### Assignment
An exact transcription of the lines below, from the first through the one containing "-- Company (KYB) registrations", is the only output wanted.
(Beginning of Data for the task)
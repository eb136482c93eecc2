//! Submission tables.
//!
//! One table per form family. File groups are stored as `TEXT[]` columns of
//! public URLs named `<group>_urls`; a group with no files stays NULL.

use sea_orm_migration::prelude::*;

#[derive(DeriveMigrationName)]
pub struct Migration;

#[async_trait::async_trait]
impl MigrationTrait for Migration {
    async fn up(&self, manager: &SchemaManager) -> Result<(), DbErr> {
        let db = manager.get_connection();
        db.execute_unprepared(SUBMISSION_TABLES_SQL).await?;
        Ok(())
    }

    async fn down(&self, manager: &SchemaManager) -> Result<(), DbErr> {
        let db = manager.get_connection();
        db.execute_unprepared(
            "DROP TABLE IF EXISTS contactos; DROP TABLE IF EXISTS solicitudes_token; DROP TABLE IF EXISTS registros_market;",
        )
        .await?;
        Ok(())
    }
}

const SUBMISSION_TABLES_SQL: &str = r"
-- Company (KYB) registrations
CREATE TABLE registros_market (
    id UUID PRIMARY KEY DEFAULT gen_random_uuid(),
    nombre_empresa TEXT NOT NULL,
    cuit TEXT,
    direccion TEXT,
    email TEXT,
    telefono TEXT,
    sitio_web TEXT,
    fondos_licitos BOOLEAN NOT NULL DEFAULT FALSE,
    estatuto_social_urls TEXT[],
    acta_designacion_autoridades_urls TEXT[],
    organigrama_urls TEXT[],
    dni_representantes_urls TEXT[],
    constancia_cuit_urls TEXT[],
    constancia_domicilio_urls TEXT[],
    estados_contables_urls TEXT[],
    declaracion_beneficiarios_finales_urls TEXT[],
    poder_representante_urls TEXT[],
    constancia_inscripcion_iibb_urls TEXT[],
    registro_accionistas_urls TEXT[],
    manual_prevencion_lavado_urls TEXT[],
    politica_kyc_urls TEXT[],
    declaracion_pep_urls TEXT[],
    comprobante_origen_fondos_urls TEXT[],
    logo_urls TEXT[],
    created_at TIMESTAMPTZ NOT NULL DEFAULT now()
);

CREATE INDEX idx_registros_market_created ON registros_market(created_at DESC);

-- Individual KYC and token requests
CREATE TABLE solicitudes_token (
    id UUID PRIMARY KEY DEFAULT gen_random_uuid(),
    origen TEXT NOT NULL CHECK (origen IN ('kyc', 'solicitud_token')),
    nombre TEXT NOT NULL,
    apellido TEXT NOT NULL,
    numero_documento TEXT,
    fecha_nacimiento DATE,
    nacionalidad TEXT,
    direccion TEXT,
    email TEXT NOT NULL,
    telefono TEXT,
    fuente_ingresos TEXT,
    capital_inversion TEXT,
    justificacion_servicios TEXT,
    dj_origen_fondos TEXT,
    fondos_licitos BOOLEAN NOT NULL DEFAULT FALSE,
    pep_status TEXT,
    documento_identidad_urls TEXT[],
    comprobante_domicilio_servicio_urls TEXT[],
    comprobante_domicilio_alternativo_urls TEXT[],
    created_at TIMESTAMPTZ NOT NULL DEFAULT now()
);

CREATE INDEX idx_solicitudes_token_created ON solicitudes_token(created_at DESC);
CREATE INDEX idx_solicitudes_token_email ON solicitudes_token(email);

-- Contact requests
CREATE TABLE contactos (
    id UUID PRIMARY KEY DEFAULT gen_random_uuid(),
    nombre_empresa TEXT NOT NULL,
    email TEXT NOT NULL,
    telefono TEXT,
    logo_urls TEXT[],
    created_at TIMESTAMPTZ NOT NULL DEFAULT now()
);

CREATE INDEX idx_contactos_created ON contactos(created_at DESC);
";
//! Shared errors, configuration and email delivery for Registra.
//!
//! This crate provides common pieces used across all other crates:
//! - Application-wide error types
//! - Configuration management
//! - Transactional email over SMTP

pub mod config;
pub mod email;
pub mod error;

pub use config::{AppConfig, EmailConfig, StorageKind, StorageSettings};
pub use email::{EmailError, EmailService, SubmissionEmail};
pub use error::{AppError, AppResult};
//! Repository abstractions for data access.
//!
//! Repositories provide a clean interface for database operations,
//! hiding the `SeaORM` implementation details from the rest of the application.

pub mod submission;

pub use submission::SubmissionRepository;
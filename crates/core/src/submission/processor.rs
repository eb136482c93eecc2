//! Upload, persist, notify.

use std::sync::Arc;

use futures::future::join_all;
use tokio_util::task::TaskTracker;
use tracing::{debug, error, info, warn};
use uuid::Uuid;

use super::error::SubmissionError;
use super::ports::{Notification, Notifier, SubmissionStore};
use super::types::{Receipt, Record, SavedSubmission, Submission};
use crate::forms::FormKind;
use crate::storage::ObjectStore;
use crate::upload::{UploadOrchestrator, UploadedFiles};

/// Settings the processor needs beyond its collaborators.
#[derive(Debug, Clone)]
pub struct ProcessorSettings {
    /// Public site the continuation links point to.
    pub frontend_url: String,
}

/// Runs one submission through upload, persistence and notification.
///
/// Submissions share no mutable state; one processor serves every request.
pub struct SubmissionProcessor {
    orchestrator: UploadOrchestrator,
    storage: Arc<dyn ObjectStore>,
    store: Arc<dyn SubmissionStore>,
    notifier: Arc<dyn Notifier>,
    settings: ProcessorSettings,
    tasks: TaskTracker,
}

impl SubmissionProcessor {
    /// Wire a processor from its collaborators.
    #[must_use]
    pub fn new(
        storage: Arc<dyn ObjectStore>,
        store: Arc<dyn SubmissionStore>,
        notifier: Arc<dyn Notifier>,
        settings: ProcessorSettings,
    ) -> Self {
        Self {
            orchestrator: UploadOrchestrator::new(Arc::clone(&storage)),
            storage,
            store,
            notifier,
            settings,
            tasks: TaskTracker::new(),
        }
    }

    /// Process a validated submission.
    ///
    /// The record is inserted only after every file uploaded. The
    /// confirmation is sent in the background once the insert succeeded and
    /// its outcome never reaches the caller.
    ///
    /// # Errors
    ///
    /// Returns [`SubmissionError::Upload`] if any file failed and
    /// [`SubmissionError::Persistence`] if the insert failed.
    pub async fn process(&self, submission: Submission) -> Result<Receipt, SubmissionError> {
        let kind = submission.kind;
        let target = submission.upload_target();

        let uploaded = match &target {
            Some(target) if !submission.files.is_empty() => {
                self.orchestrator
                    .upload_all(&submission.files, target)
                    .await?
            }
            _ => UploadedFiles::default(),
        };

        let record = Record {
            kind,
            form: submission.form,
            urls: uploaded.urls,
        };

        let saved = match self.store.insert(&record).await {
            Ok(saved) => saved,
            Err(err) => {
                error!(
                    form = kind.slug(),
                    table = kind.table(),
                    error = %err,
                    "failed to persist submission"
                );
                // The store reports every failed insert the same way, so this
                // also runs when the outcome is unknown (connection lost after
                // commit). A row that did land then points at removed objects.
                if let Some(target) = &target {
                    self.discard_uploads(&target.bucket, &uploaded.keys).await;
                }
                return Err(err.into());
            }
        };

        info!(
            form = kind.slug(),
            table = kind.table(),
            id = %saved.id,
            file_groups = record.urls.len(),
            "submission stored"
        );

        self.dispatch_notification(kind, &record, saved.id);

        Ok(Receipt {
            message: kind.success_message().to_string(),
            data: SavedSubmission {
                id: saved.id,
                created_at: saved.created_at,
                record,
            },
        })
    }

    /// Best-effort removal of objects written for a record that was never stored.
    async fn discard_uploads(&self, bucket: &str, keys: &[String]) {
        if keys.is_empty() {
            return;
        }
        let results = join_all(keys.iter().map(|key| self.storage.remove(bucket, key))).await;
        let failed = results.iter().filter(|r| r.is_err()).count();
        if failed == 0 {
            debug!(bucket, removed = keys.len(), "discarded uploads of unsaved submission");
        } else {
            warn!(
                bucket,
                failed,
                total = keys.len(),
                "could not discard every upload of unsaved submission"
            );
        }
    }

    fn dispatch_notification(&self, kind: FormKind, record: &Record, record_id: Uuid) {
        let Some(recipient) = record.form.recipient() else {
            debug!(form = kind.slug(), id = %record_id, "no recipient, skipping confirmation");
            return;
        };

        let notification = Notification {
            kind,
            record_id,
            to: recipient.email,
            display_name: recipient.display_name,
            continuation_url: self.continuation_url(kind),
        };
        let notifier = Arc::clone(&self.notifier);
        self.tasks.spawn(async move {
            if let Err(err) = notifier.notify(&notification).await {
                warn!(
                    form = notification.kind.slug(),
                    id = %notification.record_id,
                    error = %err,
                    "confirmation not delivered"
                );
            }
        });
    }

    /// Absolute link to the next step for `kind`.
    #[must_use]
    pub fn continuation_url(&self, kind: FormKind) -> String {
        format!(
            "{}{}",
            self.settings.frontend_url.trim_end_matches('/'),
            kind.email_copy().continuation_path
        )
    }

    /// Wait for in-flight notifications. Call once, at shutdown.
    pub async fn shutdown(&self) {
        self.tasks.close();
        self.tasks.wait().await;
    }
}

#[cfg(test)]
#[path = "processor_tests.rs"]
mod tests;
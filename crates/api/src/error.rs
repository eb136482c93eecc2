//! HTTP error responses.

use axum::{
    Json,
    http::StatusCode,
    response::{IntoResponse, Response},
};
use serde_json::json;
use tracing::{debug, error};

use registra_core::forms::FormError;
use registra_core::submission::{StoreError, SubmissionError};
use registra_shared::AppError;

/// Wrapper so `AppError` can be returned from handlers.
#[derive(Debug)]
pub struct ApiError(pub AppError);

impl ApiError {
    /// 400 with a public message.
    pub fn validation(message: impl Into<String>) -> Self {
        Self(AppError::Validation(message.into()))
    }
}

impl From<AppError> for ApiError {
    fn from(err: AppError) -> Self {
        Self(err)
    }
}

impl From<FormError> for ApiError {
    fn from(err: FormError) -> Self {
        let message = match &err {
            FormError::MissingField(field) => format!("Falta el campo obligatorio: {field}"),
            FormError::InvalidDate(field) => {
                format!("Fecha inválida en {field}, se espera el formato AAAA-MM-DD")
            }
            FormError::Invalid(fields) => format!("Campos inválidos: {}", fields.join(", ")),
        };
        Self(AppError::Validation(message))
    }
}

impl From<SubmissionError> for ApiError {
    fn from(err: SubmissionError) -> Self {
        // Upstream detail only goes to the log.
        error!(error = %err, "submission failed");
        match err {
            SubmissionError::Upload(upload) => Self(AppError::Upload(format!(
                "No se pudieron subir los archivos de: {}",
                upload.failed_groups().join(", ")
            ))),
            SubmissionError::Persistence(StoreError::Insert { .. }) => Self(AppError::Database(
                "No se pudo guardar la solicitud, intenta nuevamente".to_string(),
            )),
            SubmissionError::Persistence(StoreError::Mismatch { .. }) => Self(AppError::Internal(
                "Error interno al procesar la solicitud".to_string(),
            )),
        }
    }
}

impl IntoResponse for ApiError {
    fn into_response(self) -> Response {
        let status =
            StatusCode::from_u16(self.0.status_code()).unwrap_or(StatusCode::INTERNAL_SERVER_ERROR);
        debug!(status = status.as_u16(), code = self.0.error_code(), "request rejected");

        (
            status,
            Json(json!({
                "error": self.0.error_code(),
                "message": self.0.message(),
            })),
        )
            .into_response()
    }
}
(End of Data for the task)
### Your solution
repository eb136482c93eecc2
//! Submission tables.
//!
//! One table per form family. File groups are stored as `TEXT[]` columns of
//! public URLs named `<group>_urls`; a group with no files stays NULL.

use sea_orm_migration::prelude::*;

#[derive(DeriveMigrationName)]
pub struct Migration;

#[async_trait::async_trait]
impl MigrationTrait for Migration {
    async fn up(&self, manager: &SchemaManager) -> Result<(), DbErr> {
        let db = manager.get_connection();
        db.execute_unprepared(SUBMISSION_TABLES_SQL).await?;
        Ok(())
    }

    async fn down(&self, manager: &SchemaManager) -> Result<(), DbErr> {
        let db = manager.get_connection();
        db.execute_unprepared(
            "DROP TABLE IF EXISTS contactos; DROP TABLE IF EXISTS solicitudes_token; DROP TABLE IF EXISTS registros_market;",
        )
        .await?;
        Ok(())
    }
}

const SUBMISSION_TABLES_SQL: &str = r"
-- Company (KYB) registrations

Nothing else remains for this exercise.